The metal materials used in the following examples and comparative Examples were prepared as follows. Raw Material
(1) Zn-electroplated steel strip (symbol: EG)
sheet thickness of strip = 0.8 mm (basis mass (front/back) = 20/20 (g/m2))
(2) Hot-dip Zn-plated steel strip (symbol: GI)
thickness of strip = 0.8 mm (basis mass of plated Z (front/back) - 60/60 (g/m2))
(3) Hot-dip 55% Al-Zn alloy-plated steel strip (symbol:
GL)
thickness of strip = 0.8 mm (basis mass of plated alloy (front/back) = 90/90 (g/m2))
(4) Steel strip electroplated with a Zn-Ni alloy having
an Ni content of 12% by mass (symbol: ZL)
thickness of strip = 0.8 mm (basis mass of plated alloy (front/back) = 20/20 (g/m2))
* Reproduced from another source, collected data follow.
//! DOT format utilities for graph visualization.
//!
//! This module provides utilities for generating DOT format output,
//! which can be rendered using Graphviz tools.

use std::fmt::Write;

/// Escapes a string for safe use in DOT format labels and identifiers.
///
/// This function handles all characters that have special meaning in DOT format,
/// including quotes, backslashes, newlines, and angle brackets.
///
/// # Examples
///
/// ```rust
/// use dottrim::utils::escape_dot;
///
/// let escaped = escape_dot("Method<T>");
/// assert_eq!(escaped, "Method\\<T\\>");
/// ```
#[must_use]
pub fn escape_dot(s: &str) -> String {
    s.replace('\\', "\\\\")
        .replace('"', "\\\"")
        .replace('\n', "\\n")
        .replace('\r', "")
        .replace('<', "\\<")
        .replace('>', "\\>")
}

/// Incremental writer for a `digraph`.
#[derive(Debug)]
pub struct DotWriter {
    out: String,
}

impl DotWriter {
    /// Opens a digraph with the given name.
    #[must_use]
    pub fn new(name: &str) -> Self {
        let mut out = String::new();
        let _ = writeln!(out, "digraph \"{}\" {{", escape_dot(name));
        let _ = writeln!(out, "    node [shape=box, fontname=\"monospace\"];");
        Self { out }
    }

    /// Emits a node.
    pub fn node(&mut self, id: &str, label: &str) {
        let _ = writeln!(
            self.out,
            "    \"{}\" [label=\"{}\"];",
            escape_dot(id),
            escape_dot(label)
        );
    }

    /// Emits an edge, optionally labelled.
    pub fn edge(&mut self, from: &str, to: &str, label: Option<&str>) {
        let _ = write!(
            self.out,
            "    \"{}\" -> \"{}\"",
            escape_dot(from),
            escape_dot(to)
        );
        if let Some(label) = label {
            let _ = write!(self.out, " [label=\"{}\"]", escape_dot(label));
        }
        self.out.push_str(";\n");
    }

    /// Closes the digraph and returns its text.
    #[must_use]
    pub fn finish(mut self) -> String {
        self.out.push_str("}\n");
        self.out
    }
}

#[cfg(test)]
mod tests {
    use super::*;

    #[test]
    fn test_escape_dot_quotes() {
        assert_eq!(escape_dot("say \"hello\""), "say \\\"hello\\\"");
    }

    #[test]
    fn test_escape_dot_newlines() {
        assert_eq!(escape_dot("line1\r\nline2"), "line1\\nline2");
    }

    #[test]
    fn test_escape_dot_combined() {
        assert_eq!(
            escape_dot("Method<T>(\"arg\")"),
            "Method\\<T\\>(\\\"arg\\\")"
        );
    }

    #[test]
    fn test_writer_output() {
        let mut dot = DotWriter::new("marks");
        dot.node("a", "List<T>");
        dot.node("b", "Foo()");
        dot.edge("a", "b", Some("calls"));
        dot.edge("b", "a", None);
        let text = dot.finish();

        assert!(text.starts_with("digraph \"marks\" {\n"));
        assert!(text.contains("\"a\" [label=\"List\\<T\\>\"];"));
        assert!(text.contains("\"a\" -> \"b\" [label=\"calls\"];"));
        assert!(text.contains("\"b\" -> \"a\";"));
        assert!(text.ends_with("}\n"));
    }
}
//! Fintrack is a personal expense and income tracker.
//!
//! Users register, log in for a session token, and then record and query
//! their transactions through a set of token-authenticated tools. Each tool
//! takes JSON arguments and returns a JSON result, so the same operations can
//! be driven from the command line or by an assistant.
//!
//! Amounts are exact decimals stored as integer cents. Every report is
//! computed from the caller's own transactions only.

mod app_state;
pub mod auth;
pub mod config;
pub mod db;
mod error;
pub mod logging;
mod password;
mod timezone;
pub mod tools;
pub mod transaction;
pub mod user;

#[cfg(test)]
mod test_utils;

pub use app_state::{AppState, SQLiteToolRunner};
pub use error::Error;
pub use password::{PasswordHash, ValidatedPassword};
pub use timezone::{get_local_offset, local_today};
pub use tools::{ToolCall, ToolResponse, ToolRunner};
pub use user::{User, UserID, Username};
use rusqlite::Connection;

use crate::{
    db::initialize,
    password::PasswordHash,
    user::{UserID, Username, create_user},
};

/// An in-memory database with every table created and foreign keys enabled.
pub(crate) fn get_test_connection() -> Connection {
    let connection =
        Connection::open_in_memory().expect("Could not create in-memory SQLite database");
    initialize(&connection).expect("Could not initialize database");

    connection
}

/// Insert a user with a placeholder password hash.
pub(crate) fn create_test_user(connection: &Connection, username: &str) -> UserID {
    create_user(
        Username::new(username).expect("Invalid test username"),
        PasswordHash::new_unchecked("hunter2"),
        connection,
    )
    .expect("Could not create test user")
    .id
}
(5) Hot-dip 11% Al, 3% Mg, and 0.2% Si containing Zn
alloy-plated steel strip (symbol: SD)
thickness of strip = 0.8 mm (basis mass of plated alloy (front/back) = 60/60 (g/m2)) Degreasing Treatment
A degreasing agent (trademark: Fine Cleaner 4336, produced by Nihon Parkerizing Co., Ltd., effective ingredient concentration = 20 g/liter), was sprayed toward the raw material at a temperature of 60°C for 2 minutes and immediately after this degreasing treatment, the degreased steel strip was washed with water and then subjected to the undercoat chromate treatment, undercoat zinc phosphate treatment or non-chromate treatment, as mentioned below.

Undercoat Treatment
(1) Chromate treatment
A chromate treating agent (trademark: Zinchrome 357, produced by Nihon Parkerizing Co., Ltd.), was sprayed toward the degreased steel strip (bath temperature = 50°C, treatment time = 5 seconds), and the resultant undercoat layer was washed with water and then dried at an atmospheric temperature (peak metal temperature of steel strip = 100°C) of 220°C for 10 seconds. The coverage of chromium by this treatment was 10 mg/m2.
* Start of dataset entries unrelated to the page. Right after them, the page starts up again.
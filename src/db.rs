/*! Sets up the application's SQLite database. */

use std::path::Path;

use rusqlite::{Connection, Transaction as SqlTransaction, TransactionBehavior};

use crate::{
    Error, auth::create_session_table, transaction::create_transaction_table,
    user::create_user_table,
};

/// Open the database at `path`, creating the file and tables as needed.
///
/// # Errors
/// Returns an [Error::SqlError] if the file cannot be opened or the tables
/// cannot be created.
pub fn open(path: &Path) -> Result<Connection, Error> {
    let connection = Connection::open(path)?;
    initialize(&connection)?;
    tracing::debug!("opened database at {}", path.display());

    Ok(connection)
}

/// Enable foreign keys and create the tables for the domain models.
///
/// The tables are created inside a single exclusive transaction, so either
/// all of them exist afterwards or none of them were added. Existing tables
/// are left untouched.
///
/// # Errors
/// Returns an [Error::SqlError] if there is an SQL error.
pub fn initialize(connection: &Connection) -> Result<(), Error> {
    // Must be set outside of a transaction and on every new connection.
    connection.execute_batch("PRAGMA foreign_keys = ON;")?;

    let transaction = SqlTransaction::new_unchecked(connection, TransactionBehavior::Exclusive)?;

    create_user_table(&transaction)?;
    create_session_table(&transaction)?;
    create_transaction_table(&transaction)?;

    transaction.commit()?;

    Ok(())
}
(2) Zinc phosphate treatment
The degreased steel strip was dip-treated (at 45°C for 2 minutes) with a zinc phosphate treating agent, (trademark: Palbond L3020, produced by Nihon Parkerizing Co., Ltd.), then washed with water and air-dried. The amount in mass of the chemical conversion coating formed on the strip was 2.0 g/m2.
(3) Non-chromate treatment
A non-chromate treating agent (trademark: Palcoat 3841, produced by Nihon Parkerizing Co., Ltd.) containing a silane compound) was coated on the degreased steel sheet by using a roll coater to treat the steel strip, and the treatment layer was immediately dried for 10 seconds at an atmosphere temperature of 220°C (peak temperature of steel sheet = 100°C) . In this case, the mass of dry coating was 0.2 g/m2. Aqueous Dispersion of Polyolefin Resin for Component (b)
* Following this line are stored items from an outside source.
//! Converts raw, loosely typed arguments into validated transaction types.
//!
//! Every function either returns a strongly typed value or a
//! [ValidationError] naming the field that was rejected. Absent optional
//! arguments always mean "no constraint" or "leave unchanged", never
//! "match empty".

use std::str::FromStr;

use serde::{Deserialize, Deserializer};
use time::{Date, Month, format_description::BorrowedFormatItem, macros::format_description};

use super::{
    amount::Amount,
    category::Category,
    criteria::{MonthOfYear, TransactionCriteria},
    models::{
        DEFAULT_PAYMENT_METHOD, Frequency, NewTransaction, Tags, Transaction, TransactionStatus,
        TransactionType, TransactionUpdate,
    },
};

/// The only accepted date format, e.g. "2024-12-31".
const DATE_FORMAT: &[BorrowedFormatItem] = format_description!("[year]-[month]-[day]");

const MAX_PAYMENT_METHOD_LENGTH: usize = 32;
const MAX_NOTES_LENGTH: usize = 500;

/// An input that was malformed or out of range.
#[derive(Debug, Clone, PartialEq, Eq, thiserror::Error)]
#[error("invalid {field}: {reason}")]
pub struct ValidationError {
    /// The name of the offending argument.
    pub field: &'static str,
    /// Why the argument was rejected.
    pub reason: String,
}

impl ValidationError {
    pub fn new(field: &'static str, reason: impl Into<String>) -> Self {
        Self {
            field,
            reason: reason.into(),
        }
    }
}

/// Parse a `YYYY-MM-DD` date for the argument `field`.
///
/// The year must be exactly four digits without a sign.
pub fn parse_date(field: &'static str, text: &str) -> Result<Date, ValidationError> {
    let text = text.trim();
    let invalid = || {
        ValidationError::new(
            field,
            format!("\"{text}\" is not a valid date in the format YYYY-MM-DD"),
        )
    };

    if text.len() != 10 || !text.starts_with(|c: char| c.is_ascii_digit()) {
        return Err(invalid());
    }

    Date::parse(text, DATE_FORMAT).map_err(|_| invalid())
}

/// Parse an optional start and end date.
///
/// # Errors
///
/// Fails if either date is malformed, or if both are given and the end date
/// comes before the start date.
pub fn parse_date_bounds(
    start_date: Option<&str>,
    end_date: Option<&str>,
) -> Result<(Option<Date>, Option<Date>), ValidationError> {
    let start = start_date
        .map(|text| parse_date("start_date", text))
        .transpose()?;
    let end = end_date.map(|text| parse_date("end_date", text)).transpose()?;

    match (start, end) {
        (Some(start), Some(end)) if end < start => Err(ValidationError::new(
            "end_date",
            format!("{end} is before the start date {start}"),
        )),
        bounds => Ok(bounds),
    }
}

/// Validate the year and month for a monthly report.
///
/// The year must have four digits and the month must be in `1..=12`.
pub fn parse_month_of_year(year: i32, month: u8) -> Result<MonthOfYear, ValidationError> {
    if !(1000..=9999).contains(&year) {
        return Err(ValidationError::new(
            "year",
            format!("{year} is not a four digit year"),
        ));
    }

    let month = Month::try_from(month).map_err(|_| {
        ValidationError::new("month", format!("{month} is not between 1 and 12"))
    })?;

    Ok(MonthOfYear { year, month })
}

/// Normalize a payment method label: trimmed, lowercased and non-empty.
pub fn parse_payment_method(text: &str) -> Result<String, ValidationError> {
    let payment_method = text.trim().to_lowercase();

    if payment_method.is_empty() {
        return Err(ValidationError::new("payment_method", "must not be empty"));
    }

    if payment_method.chars().count() > MAX_PAYMENT_METHOD_LENGTH {
        return Err(ValidationError::new(
            "payment_method",
            format!("must be at most {MAX_PAYMENT_METHOD_LENGTH} characters"),
        ));
    }

    Ok(payment_method)
}

/// Validate free text notes, an empty string means "no notes".
pub fn parse_notes(text: &str) -> Result<Option<String>, ValidationError> {
    let notes = text.trim();

    if notes.chars().count() > MAX_NOTES_LENGTH {
        return Err(ValidationError::new(
            "notes",
            format!("must be at most {MAX_NOTES_LENGTH} characters"),
        ));
    }

    Ok((!notes.is_empty()).then(|| notes.to_owned()))
}

fn parse_tag_filter(text: &str) -> Result<String, ValidationError> {
    let needle = text.trim().to_lowercase();

    if needle.is_empty() {
        return Err(ValidationError::new("tags", "must not be empty"));
    }

    Ok(needle)
}

fn parse_amount(text: &str) -> Result<Amount, ValidationError> {
    Amount::from_str(text)
}

fn required<'a>(field: &'static str, value: &'a Option<String>) -> Result<&'a str, ValidationError> {
    value
        .as_deref()
        .ok_or_else(|| ValidationError::new(field, "is required"))
}

/// Accepts either a JSON string or a JSON number and keeps its decimal text.
///
/// Numbers are turned into their shortest decimal representation before
/// being parsed as a [Decimal](rust_decimal::Decimal), so `0.1` becomes
/// exactly `0.10` rather than the nearest binary fraction.
pub(crate) fn string_or_number<'de, D>(deserializer: D) -> Result<Option<String>, D::Error>
where
    D: Deserializer<'de>,
{
    #[derive(Deserialize)]
    #[serde(untagged)]
    enum RawValue {
        Text(String),
        Number(serde_json::Number),
    }

    Ok(
        Option::<RawValue>::deserialize(deserializer)?.map(|raw| match raw {
            RawValue::Text(text) => text,
            RawValue::Number(number) => number.to_string(),
        }),
    )
}

/// The raw arguments for creating a transaction.
#[derive(Debug, Clone, Default, PartialEq, Deserialize)]
pub struct TransactionInput {
    #[serde(default, deserialize_with = "string_or_number")]
    pub amount: Option<String>,
    pub category: Option<String>,
    pub transaction_type: Option<String>,
    pub payment_method: Option<String>,
    pub status: Option<String>,
    pub frequency: Option<String>,
    pub transaction_date: Option<String>,
    pub tags: Option<String>,
    pub notes: Option<String>,
}

impl TransactionInput {
    /// Validate the arguments, filling in defaults for the optional ones.
    ///
    /// `today` is used when no transaction date is given.
    pub fn validate(&self, today: Date) -> Result<NewTransaction, ValidationError> {
        let amount = parse_amount(required("amount", &self.amount)?)?;
        let category = Category::from_str(required("category", &self.category)?)?;
        let transaction_type =
            TransactionType::from_str(required("transaction_type", &self.transaction_type)?)?;
        let transaction_date = match &self.transaction_date {
            Some(text) => parse_date("transaction_date", text)?,
            None => today,
        };

        let payment_method = self
            .payment_method
            .as_deref()
            .map(parse_payment_method)
            .transpose()?
            .unwrap_or_else(|| DEFAULT_PAYMENT_METHOD.to_owned());
        let status = self
            .status
            .as_deref()
            .map(TransactionStatus::from_str)
            .transpose()?
            .unwrap_or_default();
        let frequency = self
            .frequency
            .as_deref()
            .map(Frequency::from_str)
            .transpose()?
            .unwrap_or_default();
        let tags = self.tags.as_deref().map(Tags::parse).unwrap_or_default();
        let notes = self.notes.as_deref().map(parse_notes).transpose()?.flatten();

        Ok(
            Transaction::build(amount, category, transaction_type, transaction_date)
                .payment_method(&payment_method)
                .status(status)
                .frequency(frequency)
                .tags(tags)
                .notes(notes),
        )
    }
}

/// The raw arguments for a partial update, absent fields are left unchanged.
#[derive(Debug, Clone, Default, PartialEq, Deserialize)]
pub struct TransactionChanges {
    #[serde(default, deserialize_with = "string_or_number")]
    pub amount: Option<String>,
    pub category: Option<String>,
    pub transaction_type: Option<String>,
    pub payment_method: Option<String>,
    pub status: Option<String>,
    pub frequency: Option<String>,
    pub transaction_date: Option<String>,
    pub tags: Option<String>,
    pub notes: Option<String>,
}

impl TransactionChanges {
    /// Validate every supplied field.
    ///
    /// All fields are checked before anything is returned, so an invalid
    /// field can never lead to a partially applied update.
    pub fn validate(&self) -> Result<TransactionUpdate, ValidationError> {
        Ok(TransactionUpdate {
            amount: self.amount.as_deref().map(parse_amount).transpose()?,
            category: self.category.as_deref().map(Category::from_str).transpose()?,
            transaction_type: self
                .transaction_type
                .as_deref()
                .map(TransactionType::from_str)
                .transpose()?,
            transaction_date: self
                .transaction_date
                .as_deref()
                .map(|text| parse_date("transaction_date", text))
                .transpose()?,
            payment_method: self
                .payment_method
                .as_deref()
                .map(parse_payment_method)
                .transpose()?,
            status: self
                .status
                .as_deref()
                .map(TransactionStatus::from_str)
                .transpose()?,
            frequency: self.frequency.as_deref().map(Frequency::from_str).transpose()?,
            tags: self.tags.as_deref().map(Tags::parse),
            notes: self.notes.as_deref().map(parse_notes).transpose()?,
        })
    }
}

/// The raw filter arguments shared by the summary style reports.
#[derive(Debug, Clone, Default, PartialEq, Deserialize)]
pub struct FilterInput {
    pub transaction_type: Option<String>,
    pub category: Option<String>,
    pub tags: Option<String>,
    pub payment_method: Option<String>,
    pub status: Option<String>,
    pub frequency: Option<String>,
    pub start_date: Option<String>,
    pub end_date: Option<String>,
}

impl FilterInput {
    pub fn validate(&self) -> Result<TransactionCriteria, ValidationError> {
        let (start_date, end_date) =
            parse_date_bounds(self.start_date.as_deref(), self.end_date.as_deref())?;

        Ok(TransactionCriteria {
            start_date,
            end_date,
            transaction_type: self
                .transaction_type
                .as_deref()
                .map(TransactionType::from_str)
                .transpose()?,
            category: self.category.as_deref().map(Category::from_str).transpose()?,
            tags: self.tags.as_deref().map(parse_tag_filter).transpose()?,
            payment_method: self
                .payment_method
                .as_deref()
                .map(parse_payment_method)
                .transpose()?,
            status: self
                .status
                .as_deref()
                .map(TransactionStatus::from_str)
                .transpose()?,
            frequency: self.frequency.as_deref().map(Frequency::from_str).transpose()?,
        })
    }
}

/// The raw filter arguments for the totals report.
#[derive(Debug, Clone, Default, PartialEq, Deserialize)]
pub struct TotalInput {
    pub start_date: Option<String>,
    pub end_date: Option<String>,
    pub category: Option<String>,
}

impl TotalInput {
    pub fn validate(&self) -> Result<TransactionCriteria, ValidationError> {
        let (start_date, end_date) =
            parse_date_bounds(self.start_date.as_deref(), self.end_date.as_deref())?;

        Ok(TransactionCriteria {
            start_date,
            end_date,
            category: self.category.as_deref().map(Category::from_str).transpose()?,
            ..Default::default()
        })
    }
}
The trademarks, solid contents and particle sizes of aqueous dispersion of polyolefin resins used in the examples and the comparative examples are shown in Table 1. These aqueous dispersions are all produced by Mitsui Chemicals, Inc.

Table 1
Polyolefin Resin Aqueous Dispersions for component (b)
for examples and comparative examples
(Table Removed)
Colloidal Silica for Component (c)
The trademarks, solid contents and particle sizes of colloidal silicas used in the examples and the comparative examples are shown in Table 2. These colloidal silicas are all produced by Nissan Chemical Industries, Ltd.
Table 2
Colloidal Silica for examples and comparative Examples

(Table Removed)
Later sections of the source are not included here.